エキノコックス症は、エキノコックス(echinococcus)という寄生虫によって引き起こされる人獣共通感染症だ。感染者に深刻な健康被害をもたらすハイリスクの感染症として指定されている。2018年3月28日、愛知県の保健当局は県内で4例(平成26年1例、平成30年3例)のエキノコックス症の届出があったことを発表した。

キツネからイヌへ
 エキノコックス症は人獣共通感染症で、エキノコックスという寄生虫に感染したキツネやイヌの糞便により汚染された食物や水などを、人間が偶然、口に入れて飲んだりすることで感染する。人間から人間への感染はない。

 発表リリースによれば日本で毎年、北海道で10~20人ほどの患者の報告があるという。日本で最初にエキノコックス症とされたのは、1936年に診断された北海道礼文島出身の28歳の女性の例だ。

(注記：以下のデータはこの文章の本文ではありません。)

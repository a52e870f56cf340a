//! Google Gemini-backed complaint classification.
//!
//! This crate provides [`GeminiClassifier`], an implementation of
//! [`intake_core::Classifier`] that asks a Gemini model for a JSON
//! classification, and [`GeminiTranslator`], which uses the same client for
//! translation.
//!
//! # Features
//!
//! - Configured model first, then a list of fallback models
//! - Every model call wrapped in [`intake_core::with_retry`]
//! - Tolerant JSON extraction (plain, fenced, or embedded objects)
//! - Prompt template overridable by env var or file
//!
//! Errors are returned to the caller; falling back to keyword rules is the
//! intake core's job.
//!
//! ```rust,no_run
//! use gemini_classifier::{GeminiClassifier, GeminiConfig};
//! use intake_core::Classifier;
//!
//! #[tokio::main]
//! async fn main() -> Result<(), Box<dyn std::error::Error>> {
//!     let classifier = GeminiClassifier::new(GeminiConfig::from_env()?)?;
//!     let result = classifier.classify("Garbage piling up near the market").await?;
//!     println!("{}", result.category);
//!     Ok(())
//! }
//! ```

mod api_types;
mod classifier;
mod client;
mod config;
mod prompt;
mod translator;

pub use classifier::GeminiClassifier;
pub use client::GeminiClient;
pub use config::{GeminiConfig, GeminiConfigBuilder};
pub use prompt::{load_classifier_prompt, render_prompt, DEFAULT_CLASSIFIER_PROMPT, DEFAULT_PROMPT_FILE};
pub use translator::GeminiTranslator;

 エキノコックスには大きく単包条虫(Echinococcus granulosus)と多包条虫(Echinococcus multilocularis)の2種類があり、多包条虫は北海道の固有寄生虫とされる。日本で発症したエキノコックス症のほとんどは、この多包条虫によるものとされ、北海道以外における多包条虫による感染例は北海道の1/10以下だ。

 北海道に多いのは、キタキツネが感染源であるためで、キタキツネからペットのイヌ(まれにネコ)へ、イヌから人間へ感染する。近年になり、キツネと人間との生活環境が隣接することで、キツネからの感染も疑われるようになった。

 北海道以南のイヌでエキノコックス(多包条虫)が発見されたのは、届出義務が施行されて以降、2005年に埼玉県の野犬から1例、今回の1例である2014年の愛知県の野犬の1例、そして今回の2018年付けの3例となる。青森県などのブタで発見される例もあるが、イヌの移動により他地域へ侵入しているのではないかという研究者もいる。

 例えば、北海道からは移住や転勤などにともなって毎年多くのイヌが本州へ連れてこられているが、その実数は未届け犬などが含まれるため正確にはわからない。過去の研究では年間300~400頭程度、ひょっとすると1万頭あまりではないかとも見積もられ、さらに海外からの輸入犬も年間1.5万頭あまりになるという。

 複数の研究から、北海道のイヌのエキノコックスの罹患率は0.2~1.1%と考えられている。仮に年間1万頭のイヌが北海道から本州へ移動しているとすれば、そのうち100頭程度はエキノコックスに罹っている可能性が高い。

 また、輸入犬についても無検疫で入ってくる個体も多く(数百頭か)。すでに飼われている未届け犬も含め、強制的な検疫や寄生虫駆除の必要性を警告する研究者もいる。

症状が出るまで10年かかることも
 このエキノコックスという寄生虫のやっかいなのは、症状が現れるのが感染後、長い例で10年ほどしてからというところだ。感染すると人間の身体へ入り込み、主に肝臓や肺に寄生して肝不全などの障害を引き起こす。その間は無症状の患者が多く、発見や治療が遅れると死に至ることもある。

 エキノコックス症には有効な治療薬がまだない。外科的に感染部位を切除するしかなく、感染から長期間、無症状のため発見が遅れることも少なくない。そのため、なによりも予防が重要だ。

 愛知県の発表リリースによれば、エキノコックス症は人間と動物に共通する感染症だが、適切な予防で人間への感染の危険性はない、といっている。野山へ出かけ、寄生虫などに汚染された可能性のある水や野草などに触れた場合、よく手洗いをするように注意を喚起している。また、北海道へ旅行するなどした際にキツネやイヌなどに触れた場合も同じだ。

 一般的に人獣共通感染症の予防のために、野犬や野生動物には触れず、もしも触れた場合はうがいや手洗いをし、帰宅前に衣服や靴の泥や埃をよく払い落とし、山菜などはよく洗ってから食べるように心掛けたい。また、イヌの散歩の際も、他のイヌの糞便や小動物などを口に入れていないか注意するべきだろう。